> **TASK PROMPT**:
Give back every entry in full, exactly as it reads.

START RECORDS FOR THIS TASK

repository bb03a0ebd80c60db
#![warn(missing_docs)]
#![doc = include_str!("../README.md")]

mod cli;
pub use cli::Cli;

mod config;
pub use config::AppConfig;
//! Configuration types for the Axum HTTP server.

use serde::{Deserialize, Serialize};
use std::net::SocketAddr;

/// Configuration for the Axum HTTP server.
///
/// # Examples
///
/// ```
/// use hammer_axum::config::HttpConfig;
///
/// // Use default configuration
/// let config = HttpConfig::default();
///
/// // Custom configuration
/// let config = HttpConfig {
///     bind_address: "127.0.0.1:3000".parse().unwrap(),
/// };
/// ```
#[derive(Debug, Clone, Deserialize, Serialize)]
pub struct HttpConfig {
    /// The address to bind the server to
    #[serde(default = "default_bind_address")]
    pub bind_address: SocketAddr,
}

fn default_bind_address() -> SocketAddr {
    "0.0.0.0:8080".parse().expect("static address")
}

impl Default for HttpConfig {
    fn default() -> Self {
        Self {
            bind_address: default_bind_address(),
        }
    }
}
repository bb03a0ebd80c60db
//! Leaderboard projection.
//!
//! The leaderboard is the ranked list of distinct bidders' best offers for
//! one auction. It is derived, never stored: the projection runs over the
//! bid list after every accepted bid, before the new state is broadcast.
//! O(bids) per recomputation, which is fine for auctions bounded in duration
//! and volume.

use super::{Bid, BidderId};
use rustc_hash::FxHashMap;
use serde::{Deserialize, Serialize};

/// How many distinct bidders the leaderboard shows.
pub const LEADERBOARD_SIZE: usize = 5;

/// One bidder's best accepted bid, as shown on the leaderboard.
#[derive(Debug, Clone, PartialEq, Eq, Serialize, Deserialize)]
pub struct LeaderboardEntry {
    /// The bidder this entry belongs to
    pub bidder_id: BidderId,
    /// Display name of the bidder
    pub bidder_name: String,
    /// The bidder's best amount
    pub amount: i64,
    /// Sequence number of the bid holding that amount
    pub bid_seq: u64,
}

/// Project the leaderboard from an auction's bid list.
///
/// Keeps the maximum amount per distinct bidder (earliest acceptance wins a
/// tie), sorts descending by amount with ties broken by earliest acceptance,
/// and truncates to [`LEADERBOARD_SIZE`].
pub fn project(bids: &[Bid]) -> Vec<LeaderboardEntry> {
    let mut best: FxHashMap<BidderId, &Bid> = FxHashMap::default();
    for bid in bids {
        best.entry(bid.bidder_id)
            .and_modify(|current| {
                if bid.amount > current.amount {
                    *current = bid;
                }
            })
            .or_insert(bid);
    }

    let mut entries: Vec<LeaderboardEntry> = best
        .into_values()
        .map(|bid| LeaderboardEntry {
            bidder_id: bid.bidder_id,
            bidder_name: bid.bidder_name.clone(),
            amount: bid.amount,
            bid_seq: bid.seq,
        })
        .collect();

    entries.sort_by(|a, b| b.amount.cmp(&a.amount).then(a.bid_seq.cmp(&b.bid_seq)));
    entries.truncate(LEADERBOARD_SIZE);
    entries
}

#[cfg(test)]
mod tests {
    use super::*;
    use time::macros::datetime;

    fn bid(seq: u64, bidder_id: BidderId, name: &str, amount: i64) -> Bid {
        Bid {
            seq,
            bidder_id,
            bidder_name: name.into(),
            amount,
            accepted_at: datetime!(2026-01-01 12:00 UTC) + time::Duration::seconds(seq as i64),
        }
    }

    #[test]
    fn empty_bid_list_projects_empty() {
        assert!(project(&[]).is_empty());
    }

    #[test]
    fn keeps_only_best_bid_per_bidder() {
        let a = BidderId(uuid::Uuid::new_v4());
        let b = BidderId(uuid::Uuid::new_v4());
        let bids = vec![
            bid(0, a, "alice", 1000),
            bid(1, b, "bob", 1200),
            bid(2, a, "alice", 1800),
        ];
        let board = project(&bids);
        assert_eq!(board.len(), 2);
        assert_eq!(board[0].bidder_id, a);
        assert_eq!(board[0].amount, 1800);
        assert_eq!(board[1].bidder_id, b);
        assert_eq!(board[1].amount, 1200);
    }

    #[test]
    fn truncates_to_top_five() {
        let bids: Vec<Bid> = (0..8)
            .map(|i| {
                bid(
                    i,
                    BidderId(uuid::Uuid::new_v4()),
                    &format!("bidder{i}"),
                    100 + i as i64,
                )
            })
            .collect();
        let board = project(&bids);
        assert_eq!(board.len(), LEADERBOARD_SIZE);
        // descending by amount
        assert_eq!(board[0].amount, 107);
        assert_eq!(board[4].amount, 103);
    }

    #[test]
    fn ordering_is_stable_for_equal_amounts() {
        // equal amounts cannot occur within one auction's accepted bids, but
        // the projection itself is total: earliest acceptance ranks first
        let a = BidderId(uuid::Uuid::new_v4());
        let b = BidderId(uuid::Uuid::new_v4());
        let bids = vec![bid(0, a, "alice", 500), bid(1, b, "bob", 500)];
        let board = project(&bids);
        assert_eq!(board[0].bidder_id, a);
        assert_eq!(board[1].bidder_id, b);
    }
}
use serde::{Deserialize, Serialize};
use std::time::Duration;

/// Tuning knobs for the session registry and its background sweep.
///
/// Durations deserialize from human-readable strings ("15s", "2m").
#[derive(Debug, Clone, Deserialize, Serialize)]
pub struct EngineConfig {
    /// How often the sweeper wakes up to close expired auctions and retire
    /// idle sessions
    #[serde(default = "default_sweep_every", with = "humantime_serde")]
    pub sweep_every: Duration,

    /// How long a closed auction's session is kept around after its last
    /// observer disconnects, to tolerate brief reconnect gaps
    #[serde(default = "default_close_grace", with = "humantime_serde")]
    pub close_grace: Duration,
}

fn default_sweep_every() -> Duration {
    Duration::from_secs(1)
}

fn default_close_grace() -> Duration {
    Duration::from_secs(60)
}

impl Default for EngineConfig {
    fn default() -> Self {
        Self {
            sweep_every: default_sweep_every(),
            close_grace: default_close_grace(),
        }
    }
}
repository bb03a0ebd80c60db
//! Configuration types for the SQLite database connection.

use serde::{Deserialize, Serialize};
use std::path::PathBuf;

/// Configuration for SQLite database connections.
///
/// # Examples
///
/// ```
/// use hammer_sqlite::config::SqliteConfig;
/// use std::path::PathBuf;
///
/// // In-memory database (default)
/// let config = SqliteConfig::default();
///
/// // File-based database
/// let config = SqliteConfig {
///     database_path: Some(PathBuf::from("auctions.db")),
///     create_if_missing: true,
/// };
/// ```
#[derive(Debug, Clone, Deserialize, Serialize)]
pub struct SqliteConfig {
    /// Database file path. If None, uses an in-memory database
    #[serde(default)]
    pub database_path: Option<PathBuf>,

    /// Whether to create the database if it doesn't exist
    #[serde(default = "default_true")]
    pub create_if_missing: bool,
}

fn default_true() -> bool {
    true
}

impl Default for SqliteConfig {
    fn default() -> Self {
        Self {
            database_path: None,
            create_if_missing: true,
        }
    }
}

END RECORDS FOR THIS TASK

> **YOUR SOLUTION**:
repository bb03a0ebd80c60db
#![warn(missing_docs)]
#![doc = include_str!("../README.md")]

mod cli;
pub use cli::Cli;

mod config;
pub use config::AppConfig;
//! Configuration types for the Axum HTTP server.

use serde::{Deserialize, Serialize};
use std::net::SocketAddr;

/// Configuration for the Axum HTTP server.
///
/// # Examples
///
/// ```
/// use hammer_axum::config::HttpConfig;
///
/// // Use default configuration
/// let config = HttpConfig::default();
///
/// // Custom configuration
/// let config = HttpConfig {
///     bind_address: "127.0.0.1:3000".parse().unwrap(),
/// };
/// ```
#[derive(Debug, Clone, Deserialize, Serialize)]
pub struct HttpConfig {
    /// The address to bind the server to
    #[serde(default = "default_bind_address")]
    pub bind_address: SocketAddr,
}

fn default_bind_address() -> SocketAddr {
    "0.0.0.0:8080".parse().expect("static address")
}

impl Default for HttpConfig {
    fn default() -> Self {
        Self {
            bind_address: default_bind_address(),
        }
    }
}
repository bb03a0ebd80c60db
//! Leaderboard projection.
//!
//! The leaderboard is the ranked list of distinct bidders' best offers for
//! one auction. It is derived, never stored: the projection runs over the
//! bid list after every accepted bid, before the new state is broadcast.
//! O(bids) per recomputation, which is fine for auctions bounded in duration
//! and volume.

use super::{Bid, BidderId};
use rustc_hash::FxHashMap;
use serde::{Deserialize, Serialize};

/// How many distinct bidders the leaderboard shows.
pub const LEADERBOARD_SIZE: usize = 5;

/// One bidder's best accepted bid, as shown on the leaderboard.
#[derive(Debug, Clone, PartialEq, Eq, Serialize, Deserialize)]
pub struct LeaderboardEntry {
    /// The bidder this entry belongs to
    pub bidder_id: BidderId,
    /// Display name of the bidder
    pub bidder_name: String,
    /// The bidder's best amount
    pub amount: i64,
    /// Sequence number of the bid holding that amount
    pub bid_seq: u64,
}

/// Project the leaderboard from an auction's bid list.
///
/// Keeps the maximum amount per distinct bidder (earliest acceptance wins a
/// tie), sorts descending by amount with ties broken by earliest acceptance,
/// and truncates to [`LEADERBOARD_SIZE`].
pub fn project(bids: &[Bid]) -> Vec<LeaderboardEntry> {
    let mut best: FxHashMap<BidderId, &Bid> = FxHashMap::default();
    for bid in bids {
        best.entry(bid.bidder_id)
            .and_modify(|current| {
                if bid.amount > current.amount {
                    *current = bid;
                }
            })
            .or_insert(bid);
    }

    let mut entries: Vec<LeaderboardEntry> = best
        .into_values()
        .map(|bid| LeaderboardEntry {
            bidder_id: bid.bidder_id,
            bidder_name: bid.bidder_name.clone(),
            amount: bid.amount,
            bid_seq: bid.seq,
        })
        .collect();

    entries.sort_by(|a, b| b.amount.cmp(&a.amount).then(a.bid_seq.cmp(&b.bid_seq)));
    entries.truncate(LEADERBOARD_SIZE);
    entries
}

#[cfg(test)]
mod tests {
    use super::*;
    use time::macros::datetime;

    fn bid(seq: u64, bidder_id: BidderId, name: &str, amount: i64) -> Bid {
        Bid {
            seq,
            bidder_id,
            bidder_name: name.into(),
            amount,
            accepted_at: datetime!(2026-01-01 12:00 UTC) + time::Duration::seconds(seq as i64),
        }
    }

    #[test]
    fn empty_bid_list_projects_empty() {
        assert!(project(&[]).is_empty());
    }

    #[test]
    fn keeps_only_best_bid_per_bidder() {
        let a = BidderId(uuid::Uuid::new_v4());
        let b = BidderId(uuid::Uuid::new_v4());
        let bids = vec![
            bid(0, a, "alice", 1000),
            bid(1, b, "bob", 1200),
            bid(2, a, "alice", 1800),
        ];
        let board = project(&bids);
        assert_eq!(board.len(), 2);
        assert_eq!(board[0].bidder_id, a);
        assert_eq!(board[0].amount, 1800);
        assert_eq!(board[1].bidder_id, b);
        assert_eq!(board[1].amount, 1200);
    }

    #[test]
    fn truncates_to_top_five() {
        let bids: Vec<Bid> = (0..8)
            .map(|i| {
                bid(
                    i,
                    BidderId(uuid::Uuid::new_v4()),
                    &format!("bidder{i}"),
                    100 + i as i64,
                )
            })
            .collect();
        let board = project(&bids);
        assert_eq!(board.len(), LEADERBOARD_SIZE);
        // descending by amount
        assert_eq!(board[0].amount, 107);
        assert_eq!(board[4].amount, 103);
    }

    #[test]
    fn ordering_is_stable_for_equal_amounts() {
        // equal amounts cannot occur within one auction's accepted bids, but
        // the projection itself is total: earliest acceptance ranks first
        let a = BidderId(uuid::Uuid::new_v4());
        let b = BidderId(uuid::Uuid::new_v4());
        let bids = vec![bid(0, a, "alice", 500), bid(1, b, "bob", 500)];
        let board = project(&bids);
        assert_eq!(board[0].bidder_id, a);
        assert_eq!(board[1].bidder_id, b);
    }
}
use serde::{Deserialize, Serialize};
use std::time::Duration;

/// Tuning knobs for the session registry and its background sweep.
///
/// Durations deserialize from human-readable strings ("15s", "2m").
#[derive(Debug, Clone, Deserialize, Serialize)]
pub struct EngineConfig {
    /// How often the sweeper wakes up to close expired auctions and retire
    /// idle sessions
    #[serde(default = "default_sweep_every", with = "humantime_serde")]
    pub sweep_every: Duration,

    /// How long a closed auction's session is kept around after its last
    /// observer disconnects, to tolerate brief reconnect gaps
    #[serde(default = "default_close_grace", with = "humantime_serde")]
    pub close_grace: Duration,
}

fn default_sweep_every() -> Duration {
    Duration::from_secs(1)
}

fn default_close_grace() -> Duration {
    Duration::from_secs(60)
}

impl Default for EngineConfig {
    fn default() -> Self {
        Self {
            sweep_every: default_sweep_every(),
            close_grace: default_close_grace(),
        }
    }
}
repository bb03a0ebd80c60db
//! Configuration types for the SQLite database connection.

use serde::{Deserialize, Serialize};
use std::path::PathBuf;

/// Configuration for SQLite database connections.
///
/// # Examples
///
/// ```
/// use hammer_sqlite::config::SqliteConfig;
/// use std::path::PathBuf;
///
/// // In-memory database (default)
/// let config = SqliteConfig::default();
///
/// // File-based database
/// let config = SqliteConfig {
///     database_path: Some(PathBuf::from("auctions.db")),
///     create_if_missing: true,
/// };
/// ```
#[derive(Debug, Clone, Deserialize, Serialize)]
pub struct SqliteConfig {
    /// Database file path. If None, uses an in-memory database
    #[serde(default)]
    pub database_path: Option<PathBuf>,

    /// Whether to create the database if it doesn't exist
    #[serde(default = "default_true")]
    pub create_if_missing: bool,
}

fn default_true() -> bool {
    true
}

impl Default for SqliteConfig {
    fn default() -> Self {
        Self {
            database_path: None,
            create_if_missing: true,
        }
    }
}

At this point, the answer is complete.